4

MySQL 8.0 Functional Indexes

 2 years ago
source link: https://www.percona.com/blog/mysql-8-0-functional-indexes/
Go to the source link to view the article. You can view the picture content, updated content and better typesetting reading experience. If the link is broken, please click the button below to view the snapshot at that time.
neoserver,ios ssh client
Percona Database Performance Blog

MySQL 8.0 Functional IndexesWorking with hundreds of different customers I often face similar problems around running queries. One very common problem when trying to optimize a database environment is index usage. A query that cannot use an index is usually a long-running one, consuming more memory or triggering more disk iops.

A very common case is when a query uses a filter condition against a column that is involved in some kind of functional expression. An index on that column can not be used.

Starting from MySQL 8.0.13 functional indexes are supported. In this article, I’m going to show what they are and how they work.

The Well-Known Problem

As already mentioned, a very common problem about index usage is when you have a filter condition against one or more columns involved in some kind of functional expression.

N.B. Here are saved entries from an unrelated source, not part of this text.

//! Dropbox Rust Client Library
//!
//! Async Rust client for the Dropbox HTTP API.
//! Provides a type-safe API for uploading, downloading and managing files.
//!
//! # Features
//!
//! - Account information
//! - File upload (single request and resumable chunked sessions)
//! - File download (in memory, streamed to a writer, or to disk)
//! - File operations (copy, move, delete, create folder)
//! - Offset reconciliation and retries for chunked uploads
//! - Pluggable HTTP transport
//! - Async/await support with Tokio
//!
//! # Example
//!
//! ```no_run
//! use dropbox::{Client, ClientConfig, WriteMode};
//!
//! #[tokio::main]
//! async fn main() -> Result<(), Box<dyn std::error::Error>> {
//!     let client = Client::new(ClientConfig::from_env()?)?;
//!
//!     let metadata = client
//!         .upload_file_from_bytes("/hello.txt", &WriteMode::Add, &b"Hello, Dropbox!"[..])
//!         .await?;
//!     if let Some((_, data)) = client.get_file(&metadata.path, None).await? {
//!         assert_eq!(&data[..], b"Hello, Dropbox!");
//!     }
//!     client.delete(&metadata.path).await?;
//!
//!     client.close().await;
//!     Ok(())
//! }
//! ```

#![warn(missing_docs)]
#![warn(rustdoc::missing_crate_level_docs)]

mod client;
mod errors;
mod operations;
pub mod protocol;
mod retry;
mod source;
mod transport;
mod types;
mod upload;

// Re-export public API
pub use client::Client;
pub use errors::{map_status_to_error, DropboxError, Result};
pub use operations::Operations;
pub use retry::RetryPolicy;
pub use source::{ByteSource, ReaderSource};
pub use transport::{
    HttpRequest, HttpResponse, HttpTransport, ReqwestTransport, RequestBody, StreamingResponse,
};
pub use types::{
    AccessType, AccountInfo, AppendOutcome, ClientConfig, Metadata, QuotaInfo, UploadSessionId,
    UploadState, WriteMode, ACCESS_TOKEN_ENV, AUTO_CHUNKED_UPLOAD_THRESHOLD, DEFAULT_API_HOST,
    DEFAULT_CHUNK_SIZE, DEFAULT_CONTENT_HOST, DEFAULT_MAX_RETRIES, METADATA_HEADER,
};
pub use upload::{ChunkedUploader, SessionTransport};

Let’s see a simple example.

You have a table called products containing the details of your products, including a create_time TIMESTAMP column. If you would like to calculate the average price of your products on a specific month you could do the following:

Shell
mysql> SELECT AVG(price) FROM products WHERE MONTH(create_time)=10;
+------------+
| AVG(price) |
+------------+
| 202.982582 |
+------------+

The query returns the right value, but take a look at the EXPLAIN:

Shell
mysql> EXPLAIN SELECT AVG(price) FROM products WHERE MONTH(create_time)=10\G
*************************** 1. row ***************************
  select_type: SIMPLE
        table: products
   partitions: NULL
         type: ALL
possible_keys: NULL
          key: NULL
      key_len: NULL
          ref: NULL
         rows: 99015
     filtered: 100.00
        Extra: Using where

The query triggers a full scan of the table. Let’s create an index on create_time and check again:

Shell
mysql> ALTER TABLE products ADD INDEX(create_time);
Query OK, 0 rows affected (0.71 sec)
Records: 0  Duplicates: 0  Warnings: 0
Shell
mysql> explain SELECT AVG(price) FROM products WHERE MONTH(create_time)=10\G
*************************** 1. row ***************************
  select_type: SIMPLE
        table: products
   partitions: NULL
         type: ALL
possible_keys: NULL
          key: NULL
      key_len: NULL
          ref: NULL
         rows: 99015
     filtered: 100.00
        Extra: Using where

A full scan again. The index we have created is not effective. Indeed any time an indexed column is involved in a function the index can not be used.

To optimize the query the workaround is rewriting it differently in order to isolate the indexed column from the function.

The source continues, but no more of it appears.